◆ What the task requires: Using the listing below, say how many of its lines hold "maps". Offer nothing beyond the number.

=== Section Start ===

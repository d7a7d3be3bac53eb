//! Compiled request shapes.
//!
//! These mirror the item-level DynamoDB inputs: every expression is a plain
//! string and all placeholders of all fragments are merged into a single
//! pair of `expression_attribute_names` / `expression_attribute_values`
//! maps. Field naming is `PascalCase` to match the wire protocol; optional
//! fields and empty maps are omitted. The transport that sends them (and
//! the attribute-value encoding it uses) lives elsewhere.

use std::collections::HashMap;

use serde::{Deserialize, Serialize};

use crate::expression::ExpressionFragment;
use crate::value::{Document, Value};

/// Merge a fragment's placeholders into request maps, returning its text.
///
/// Existing bindings are kept; compilers use disjoint prefixes so a clash
/// only happens for identical bindings such as `#_hash_key`.
fn absorb(
    names: &mut HashMap<String, String>,
    values: &mut HashMap<String, Value>,
    fragment: ExpressionFragment,
) -> String {
    for (k, v) in fragment.names {
        names.entry(k).or_insert(v);
    }
    for (k, v) in fragment.values {
        values.entry(k).or_insert(v);
    }
    fragment.expression
}

// ---------------------------------------------------------------------------
// Writes
// ---------------------------------------------------------------------------

/// A compiled `PutItem`.
#[derive(Debug, Clone, Default, PartialEq, Serialize, Deserialize)]
#[serde(rename_all = "PascalCase")]
pub struct PutRequest {
    /// Table name.
    pub table_name: String,
    /// Coerced item to store.
    pub item: Document,
    /// Condition expression.
    #[serde(skip_serializing_if = "Option::is_none")]
    pub condition_expression: Option<String>,
    /// Name placeholders.
    #[serde(default, skip_serializing_if = "HashMap::is_empty")]
    pub expression_attribute_names: HashMap<String, String>,
    /// Value placeholders.
    #[serde(default, skip_serializing_if = "HashMap::is_empty")]
    pub expression_attribute_values: HashMap<String, Value>,
}

impl PutRequest {
    /// Put without a condition.
    #[must_use]
    pub fn new(table_name: impl Into<String>, item: Document) -> Self {
        Self {
            table_name: table_name.into(),
            item,
            ..Self::default()
        }
    }

    /// Attach a condition.
    #[must_use]
    pub fn with_condition(mut self, condition: ExpressionFragment) -> Self {
        self.condition_expression = Some(absorb(
            &mut self.expression_attribute_names,
            &mut self.expression_attribute_values,
            condition,
        ));
        self
    }
}

/// A compiled `UpdateItem`.
#[derive(Debug, Clone, Default, PartialEq, Serialize, Deserialize)]
#[serde(rename_all = "PascalCase")]
pub struct UpdateRequest {
    /// Table name.
    pub table_name: String,
    /// Primary key of the item.
    pub key: Document,
    /// `SET` expression.
    #[serde(skip_serializing_if = "Option::is_none")]
    pub update_expression: Option<String>,
    /// Condition expression.
    #[serde(skip_serializing_if = "Option::is_none")]
    pub condition_expression: Option<String>,
    /// Name placeholders.
    #[serde(default, skip_serializing_if = "HashMap::is_empty")]
    pub expression_attribute_names: HashMap<String, String>,
    /// Value placeholders.
    #[serde(default, skip_serializing_if = "HashMap::is_empty")]
    pub expression_attribute_values: HashMap<String, Value>,
}

impl UpdateRequest {
    /// Update with no expressions yet.
    #[must_use]
    pub fn new(table_name: impl Into<String>, key: Document) -> Self {
        Self {
            table_name: table_name.into(),
            key,
            ..Self::default()
        }
    }

    /// Attach the `SET` statement.
    #[must_use]
    pub fn with_update(mut self, update: ExpressionFragment) -> Self {
        self.update_expression = Some(absorb(
            &mut self.expression_attribute_names,
            &mut self.expression_attribute_values,
            update,
        ));
        self
    }

    /// Attach a condition.
    #[must_use]
    pub fn with_condition(mut self, condition: ExpressionFragment) -> Self {
        self.condition_expression = Some(absorb(
            &mut self.expression_attribute_names,
            &mut self.expression_attribute_values,
            condition,
        ));
        self
    }
}

/// A compiled `DeleteItem`.
#[derive(Debug, Clone, Default, PartialEq, Serialize, Deserialize)]
#[serde(rename_all = "PascalCase")]
pub struct DeleteRequest {
    /// Table name.
    pub table_name: String,
    /// Primary key of the item.
    pub key: Document,
    /// Condition expression.
    #[serde(skip_serializing_if = "Option::is_none")]
    pub condition_expression: Option<String>,
    /// Name placeholders.
    #[serde(default, skip_serializing_if = "HashMap::is_empty")]
    pub expression_attribute_names: HashMap<String, String>,
    /// Value placeholders.
    #[serde(default, skip_serializing_if = "HashMap::is_empty")]
    pub expression_attribute_values: HashMap<String, Value>,
}

impl DeleteRequest {
    /// Unconditional delete.
    #[must_use]
    pub fn new(table_name: impl Into<String>, key: Document) -> Self {
        Self {
            table_name: table_name.into(),
            key,
            ..Self::default()
        }
    }

    /// Attach a condition.
    #[must_use]
    pub fn with_condition(mut self, condition: ExpressionFragment) -> Self {
        self.condition_expression = Some(absorb(
            &mut self.expression_attribute_names,
            &mut self.expression_attribute_values,
            condition,
        ));
        self
    }
}

// ---------------------------------------------------------------------------
// Reads
// ---------------------------------------------------------------------------

/// A compiled `GetItem`.
#[derive(Debug, Clone, Default, PartialEq, Serialize, Deserialize)]
#[serde(rename_all = "PascalCase")]
pub struct GetRequest {
    /// Table name.
    pub table_name: String,
    /// Primary key of the item.
    pub key: Document,
    /// Projection expression.
    #[serde(skip_serializing_if = "Option::is_none")]
    pub projection_expression: Option<String>,
    /// Name placeholders.
    #[serde(default, skip_serializing_if = "HashMap::is_empty")]
    pub expression_attribute_names: HashMap<String, String>,
}

impl GetRequest {
    /// Get the whole item.
    #[must_use]
    pub fn new(table_name: impl Into<String>, key: Document) -> Self {
        Self {
            table_name: table_name.into(),
            key,
            ..Self::default()
        }
    }

    /// Restrict the returned attributes.
    #[must_use]
    pub fn with_projection(mut self, projection: ExpressionFragment) -> Self {
        let mut discarded = HashMap::new();
        self.projection_expression = Some(absorb(
            &mut self.expression_attribute_names,
            &mut discarded,
            projection,
        ));
        self
    }
}

/// A compiled `Query`.
#[derive(Debug, Clone, Default, PartialEq, Serialize, Deserialize)]
#[serde(rename_all = "PascalCase")]
pub struct QueryRequest {
    /// Table name.
    pub table_name: String,
    /// Secondary index to query, if any.
    #[serde(skip_serializing_if = "Option::is_none")]
    pub index_name: Option<String>,
    /// Key condition expression.
    pub key_condition_expression: String,
    /// Filter expression.
    #[serde(skip_serializing_if = "Option::is_none")]
    pub filter_expression: Option<String>,
    /// Projection expression.
    #[serde(skip_serializing_if = "Option::is_none")]
    pub projection_expression: Option<String>,
    /// Name placeholders.
    #[serde(default, skip_serializing_if = "HashMap::is_empty")]
    pub expression_attribute_names: HashMap<String, String>,
    /// Value placeholders.
    #[serde(default, skip_serializing_if = "HashMap::is_empty")]
    pub expression_attribute_values: HashMap<String, Value>,
    /// Ascending (`true`) or descending traversal.
    #[serde(skip_serializing_if = "Option::is_none")]
    pub scan_index_forward: Option<bool>,
    /// Maximum items to evaluate.
    #[serde(skip_serializing_if = "Option::is_none")]
    pub limit: Option<u32>,
}

impl QueryRequest {
    /// Query over the given key condition.
    #[must_use]
    pub fn new(table_name: impl Into<String>, key_condition: ExpressionFragment) -> Self {
        let mut req = Self {
            table_name: table_name.into(),
            ..Self::default()
        };
        req.key_condition_expression = absorb(
            &mut req.expression_attribute_names,
            &mut req.expression_attribute_values,
            key_condition,
        );
        req
    }

    /// Attach a filter.
    #[must_use]
    pub fn with_filter(mut self, filter: ExpressionFragment) -> Self {
        self.filter_expression = Some(absorb(
            &mut self.expression_attribute_names,
            &mut self.expression_attribute_values,
            filter,
        ));
        self
    }

    /// Restrict the returned attributes.
    #[must_use]
    pub fn with_projection(mut self, projection: ExpressionFragment) -> Self {
        self.projection_expression = Some(absorb(
            &mut self.expression_attribute_names,
            &mut self.expression_attribute_values,
            projection,
        ));
        self
    }
}

/// A compiled `Scan`.
#[derive(Debug, Clone, Default, PartialEq, Serialize, Deserialize)]
#[serde(rename_all = "PascalCase")]
pub struct ScanRequest {
    /// Table name.
    pub table_name: String,
    /// Secondary index to scan, if any.
    #[serde(skip_serializing_if = "Option::is_none")]
    pub index_name: Option<String>,
    /// Filter expression.
    #[serde(skip_serializing_if = "Option::is_none")]
    pub filter_expression: Option<String>,
    /// Projection expression.
    #[serde(skip_serializing_if = "Option::is_none")]
    pub projection_expression: Option<String>,
    /// Name placeholders.
    #[serde(default, skip_serializing_if = "HashMap::is_empty")]
    pub expression_attribute_names: HashMap<String, String>,
    /// Value placeholders.
    #[serde(default, skip_serializing_if = "HashMap::is_empty")]
    pub expression_attribute_values: HashMap<String, Value>,
    /// Maximum items to evaluate.
    #[serde(skip_serializing_if = "Option::is_none")]
    pub limit: Option<u32>,
}

impl ScanRequest {
    /// Full-table scan.
    #[must_use]
    pub fn new(table_name: impl Into<String>) -> Self {
        Self {
            table_name: table_name.into(),
            ..Self::default()
        }
    }

    /// Attach a filter.
    #[must_use]
    pub fn with_filter(mut self, filter: ExpressionFragment) -> Self {
        self.filter_expression = Some(absorb(
            &mut self.expression_attribute_names,
            &mut self.expression_attribute_values,
            filter,
        ));
        self
    }

    /// Restrict the returned attributes.
    #[must_use]
    pub fn with_projection(mut self, projection: ExpressionFragment) -> Self {
        self.projection_expression = Some(absorb(
            &mut self.expression_attribute_names,
            &mut self.expression_attribute_values,
            projection,
        ));
        self
    }
}

#[cfg(test)]
mod tests {
    use super::*;
    use crate::doc;

    #[test]
    fn test_should_merge_placeholders_across_fragments() {
        let key = ExpressionFragment::new("#k1 = :k1")
            .with_name("#k1", "pk")
            .with_value(":k1", "USER#1");
        let filter = ExpressionFragment::new("#f1 > :f1")
            .with_name("#f1", "age")
            .with_value(":f1", 18);
        let req = QueryRequest::new("users", key).with_filter(filter);
        assert_eq!(req.key_condition_expression, "#k1 = :k1");
        assert_eq!(req.filter_expression.as_deref(), Some("#f1 > :f1"));
        assert_eq!(req.expression_attribute_names.len(), 2);
        assert_eq!(req.expression_attribute_values.len(), 2);
    }

    #[test]
    fn test_should_serialize_pascal_case_and_omit_empty() {
        let req = PutRequest::new("users", doc! { "id" => "1" });
        let json = serde_json::to_value(&req).unwrap();
        assert_eq!(json, serde_json::json!({"TableName": "users", "Item": {"id": "1"}}));
    }
}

=== Section End ===

◆ Solution to the exercise: 3